Saturday, February 24, 2007

Pronouncing Death

Every now and then, I'd get a page from the ICU or the floor to pronounce a patient's death. I know people who absolutely hate it; but hey, if you think of it as the rare time when you are 100% certain of your diagnosis, it doesn't really sound like a bad task!

The strange thing about pronouncing death is that it is usually not taught in medical school. It's one of those things that you somehow just know eventually, and everyone comes up with his or her own style after a few runs. As easy as it sounds, to legally pronounce a patient dead requires a systematic approach to avoid the 1 in a million chance that the "dead" patient is still alive and kicking!

When there is no one accompanying the patient, I usually start by greeting the patient by his name. Then I usually examine the patient in this order:
- Watch for spontaneous breathing
- Auscultate for heart beats and lung sounds
- Palpate for carotid and/or radial pulses
- Check pupils and negative "doll's eye sign"
- Apply pressure to sternum for response (I usually skip this if family members are present)

The above should be suffice to pronounce a patient, unless for brain death cases. It may not be comfortable alone with a dead patient, but knowing that the patient's suffering with sickness has ended may come as a relief.

Friday, February 23, 2007

A Tale of Two Young CHFers

Last night on call, we admitted 2 patients with CHF (Congestive Heart Failure) exacerbation. CHFers are nothing new, but what's interesting is that they are both young. They are both obese, and present with shortness of breath as their chief complaint. The similarities end here, however.

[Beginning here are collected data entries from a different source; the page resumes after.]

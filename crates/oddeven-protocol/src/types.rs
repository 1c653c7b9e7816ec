//! Message types exchanged between players' browsers and the server.
//!
//! Every frame is a JSON object carrying a `type` discriminant. Both
//! directions are modelled as internally tagged enums, so adding a message
//! means adding a variant and the compiler points at every `match` that
//! has to learn about it.

use std::fmt;

use oddeven_transport::ConnectionId;
use serde::{Deserialize, Serialize};

// ---------------------------------------------------------------------------
// Board geometry
// ---------------------------------------------------------------------------

/// Width and height of the square board.
pub const BOARD_SIDE: usize = 5;

/// Number of cells on the board, serialized row-major (`r * 5 + c`).
pub const BOARD_CELLS: usize = BOARD_SIDE * BOARD_SIDE;

/// Number of cells in a winning line.
pub const LINE_LEN: usize = BOARD_SIDE;

/// Number of players a session seats.
pub const TOTAL_PLAYERS: usize = 2;

// ---------------------------------------------------------------------------
// Role
// ---------------------------------------------------------------------------

/// Which parity a player is playing for.
///
/// A cell belongs to `Odd` when its counter is odd and to `Even` when it is
/// even and non-zero. Serialized as `"ODD"` / `"EVEN"`.
#[derive(Debug, Clone, Copy, PartialEq, Eq, Hash, Serialize, Deserialize)]
#[serde(rename_all = "UPPERCASE")]
pub enum Role {
    Odd,
    Even,
}

impl Role {
    /// Returns the other role.
    pub fn opposite(self) -> Self {
        match self {
            Self::Odd => Self::Even,
            Self::Even => Self::Odd,
        }
    }

    /// Returns the role that owns a cell holding `value`, or `None` for an
    /// untouched cell.
    pub fn owning(value: u64) -> Option<Self> {
        match value {
            0 => None,
            v if v % 2 == 1 => Some(Self::Odd),
            _ => Some(Self::Even),
        }
    }
}

impl fmt::Display for Role {
    fn fmt(&self, f: &mut fmt::Formatter<'_>) -> fmt::Result {
        match self {
            Self::Odd => write!(f, "ODD"),
            Self::Even => write!(f, "EVEN"),
        }
    }
}

// ---------------------------------------------------------------------------
// Recipient
// ---------------------------------------------------------------------------

/// Who an outbound message is addressed to.
///
/// The session controller pairs every [`ServerMessage`] it produces with a
/// `Recipient`; the dispatcher resolves `All` against the connections that
/// are open at the time of delivery.
#[derive(Debug, Clone, Copy, PartialEq, Eq)]
pub enum Recipient {
    /// Every open connection, seated or not.
    All,
    /// One specific connection.
    Connection(ConnectionId),
}

// ---------------------------------------------------------------------------
// Client → server
// ---------------------------------------------------------------------------

/// Messages a client may send.
///
/// `square` is kept signed so that a negative index decodes and is then
/// rejected as out of range rather than as a malformed frame.
#[derive(Debug, Clone, PartialEq, Eq, Serialize, Deserialize)]
#[serde(tag = "type", rename_all = "SCREAMING_SNAKE_CASE")]
pub enum ClientMessage {
    /// Add one to the counter in `square`.
    Increment { square: i64 },
    /// Vote to start a new game with roles swapped.
    RestartGame,
}

impl ClientMessage {
    /// Every `type` value the server understands.
    pub const KINDS: [&'static str; 2] = ["INCREMENT", "RESTART_GAME"];

    /// Returns this message's `type` discriminant.
    pub fn kind(&self) -> &'static str {
        match self {
            Self::Increment { .. } => "INCREMENT",
            Self::RestartGame => "RESTART_GAME",
        }
    }
}

// ---------------------------------------------------------------------------
// Server → client
// ---------------------------------------------------------------------------

/// Messages the server sends.
#[derive(Debug, Clone, PartialEq, Eq, Serialize, Deserialize)]
#[serde(tag = "type", rename_all = "SCREAMING_SNAKE_CASE")]
pub enum ServerMessage {
    /// Tells one connection its role and the authoritative board.
    PlayerAssigned {
        player: Role,
        board: [u64; BOARD_CELLS],
    },

    /// The only seated player is waiting for an opponent.
    Waiting { message: String },

    /// A cell changed. Broadcast so both views stay in step.
    Update { square: usize, value: u64 },

    /// A line was completed; the game is over until a rematch.
    GameOver {
        winner: Role,
        #[serde(rename = "winningLine")]
        winning_line: [usize; LINE_LEN],
    },

    /// A seated player left and the session was torn down.
    OpponentDisconnected { message: String },

    /// Rematch voting is in progress.
    WaitingForRematch {
        message: String,
        #[serde(rename = "votedPlayers")]
        voted_players: usize,
        #[serde(rename = "totalPlayers")]
        total_players: usize,
    },

    /// A request was rejected. Only ever sent to the requester.
    Error { message: String },
}

impl ServerMessage {
    /// Builds an `ERROR` message from anything printable.
    pub fn error(reason: impl fmt::Display) -> Self {
        Self::Error {
            message: reason.to_string(),
        }
    }

    /// Returns this message's `type` discriminant, for logging.
    pub fn kind(&self) -> &'static str {
        match self {
            Self::PlayerAssigned { .. } => "PLAYER_ASSIGNED",
            Self::Waiting { .. } => "WAITING",
            Self::Update { .. } => "UPDATE",
            Self::GameOver { .. } => "GAME_OVER",
            Self::OpponentDisconnected { .. } => "OPPONENT_DISCONNECTED",
            Self::WaitingForRematch { .. } => "WAITING_FOR_REMATCH",
            Self::Error { .. } => "ERROR",
        }
    }
}

// =========================================================================
// Tests
// =========================================================================
//! Two-party rematch voting.

use std::collections::HashSet;
use std::fmt;

use oddeven_protocol::TOTAL_PLAYERS;
use oddeven_transport::ConnectionId;

use crate::{PlayerRegistry, SessionError};

/// Where a voting round stands.
///
/// ```text
/// Idle ──vote──→ OneVoted ──other votes──→ BothVoted ──reset──→ Idle
/// ```
///
/// `BothVoted` only exists for the instant between the second vote and
/// the reset; the coordinator clears itself as part of reporting it.
#[derive(Debug, Clone, Copy, PartialEq, Eq)]
pub enum RematchState {
    Idle,
    OneVoted,
    BothVoted,
}

impl fmt::Display for RematchState {
    fn fmt(&self, f: &mut fmt::Formatter<'_>) -> fmt::Result {
        match self {
            Self::Idle => write!(f, "Idle"),
            Self::OneVoted => write!(f, "OneVoted"),
            Self::BothVoted => write!(f, "BothVoted"),
        }
    }
}

/// What a successful vote led to.
#[derive(Debug, Clone, Copy, PartialEq, Eq)]
pub enum VoteOutcome {
    /// Still waiting on `other` to agree.
    Pending {
        voted: usize,
        voter: ConnectionId,
        other: ConnectionId,
    },
    /// Both seated players agreed. Carries the seating at the moment of
    /// agreement so the caller can swap it.
    Agreed {
        odd: ConnectionId,
        even: ConnectionId,
    },
}

/// Collects rematch votes from the two seated players.
///
/// Votes are only accepted from seated connections, so the vote set is
/// always a subset of the two slot holders.
#[derive(Debug, Clone, Default)]
pub struct RematchCoordinator {
    votes: HashSet<ConnectionId>,
}

impl RematchCoordinator {
    /// Creates a coordinator with no votes.
    pub fn new() -> Self {
        Self::default()
    }

    /// Records a vote from `conn`. Voting twice counts once.
    ///
    /// # Errors
    /// - [`SessionError::NotBothConnected`] if either slot is empty
    /// - [`SessionError::NotAPlayer`] if `conn` holds no slot
    ///
    /// Neither error touches the vote set.
    pub fn vote(
        &mut self,
        conn: ConnectionId,
        players: &PlayerRegistry,
    ) -> Result<VoteOutcome, SessionError> {
        let (odd, even) =
            players.pair().ok_or(SessionError::NotBothConnected)?;
        let other = match players.role_of(conn) {
            Some(role) => players
                .holder(role.opposite())
                .ok_or(SessionError::NotBothConnected)?,
            None => return Err(SessionError::NotAPlayer),
        };

        self.votes.insert(conn);
        if self.votes.len() < TOTAL_PLAYERS {
            return Ok(VoteOutcome::Pending {
                voted: self.votes.len(),
                voter: conn,
                other,
            });
        }

        self.votes.clear();
        Ok(VoteOutcome::Agreed { odd, even })
    }

    /// Drops `conn`'s vote, if it had one.
    pub fn withdraw(&mut self, conn: ConnectionId) -> bool {
        self.votes.remove(&conn)
    }

    /// Forgets every vote.
    pub fn clear(&mut self) {
        self.votes.clear();
    }

    /// Returns the number of votes in the current round.
    pub fn votes(&self) -> usize {
        self.votes.len()
    }

    /// Returns the state of the current round.
    pub fn state(&self) -> RematchState {
        match self.votes.len() {
            0 => RematchState::Idle,
            1 => RematchState::OneVoted,
            _ => RematchState::BothVoted,
        }
    }
}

CHFer#1 is an obese African male who presented to the ER with SOB for 1 week. He has a long history of atrial fibrillation/flutter that is refractory to chemical cardioversion. He did undergo a successful electrical cardioversion a few years ago. He has a history of medication non-compliance, but apparently has finally been taking his diuretics and rate-control meds regularly. Last echocardiogram shows marked decrease in cardiac function and an enlarged heart. He is a mild-mannered gentleman who has never smoked, only drinks occasionally and denied any drug use.

CHFer #2 is an obese Caucasian diabetic female who presented to the ER with SOB and difficulty sleeping for 1 week. Symptoms started after she ran out of medications last week. She has a history of methamphetamine abuse in which she snorts about $20 worth of the drug every day. She stated her last use was 4 days ago. Her last echocardiogram also shows marked decrease in cardiac function. In the ER, she threatened to leave because no one is taking care of her difficult sleeping, and was uncooperative to the ER staff. At one point, she refuses diuretics, saying that she wouldn't able to sleep if she has to pee every 30 minutes. A Foley catheter would have solved this problem, but she refuses as well.

It is easy to feel pitiful to CHFer #1 because of his pleasant manner and overall tragic history, and as the same time feel angry towards CHFer #2 because of her "obnoxiousness" and her apparent "she has done all this to herself" history. A family physician is all about caring and solving his patients' medical and social issues, but what do you do when your emotions affect your desire to help your patients? What do you do when your patients don't meet your expectation?

Thursday, February 22, 2007

You Woke Me Up For THIS?

4:30 in the morning:

Me: This is Dr. L, I was paged.
Nurse: I have your patient here in Room ####; his Accu-chek is 46 so I gave him 1 amp of D50. So I need an order for that.
Me: But you gave the D50 already right?
Nurse: Yeah. I just need an order.
Me: So you ask for an order AFTER you carried it out?
Nurse: I gave him D50 because his sugar is low.
Me: So do you know when you are going to check his sugar again?
Nurse: In about 30-60 minutes.
Me: Okay. Just so you know, you can call me at 6:30am instead of 4:30, and it wouldn't change a thing. Please tell me you are not calling me in the middle of the night just for this...
Nurse: So can I get an order for the D50?
Me: (Arrrrh!) Yes, you may have the order.
Nurse: Thank you. [Hung up]

Just wondering: Can I have an order to not call me for a retrospective D50 order?

Tuesday, February 20, 2007

Leuprolide for Alzheimer's

One of the clinical trials I was involved in, the ALADDIN study, was terminated abruptly last year because of financial issues from the sponsoring pharmaceutical company. The study had a promising start - Memryte, which is basically an implantable form of leuprolide, has shown to be effective for Alzheimer's treatment in Phase II trials. Some of the patients that I had been following showed improved cognition as well. The theory behind leuprolide, which involves LH production and cell division, is very interesting but is beyond the scope of this entry.

I am glad to see that they are still working on reviving the study. Alzheimer's is a hot research field right now because of its lucrativeness but to the end, the general public will benefit so let's keep them running!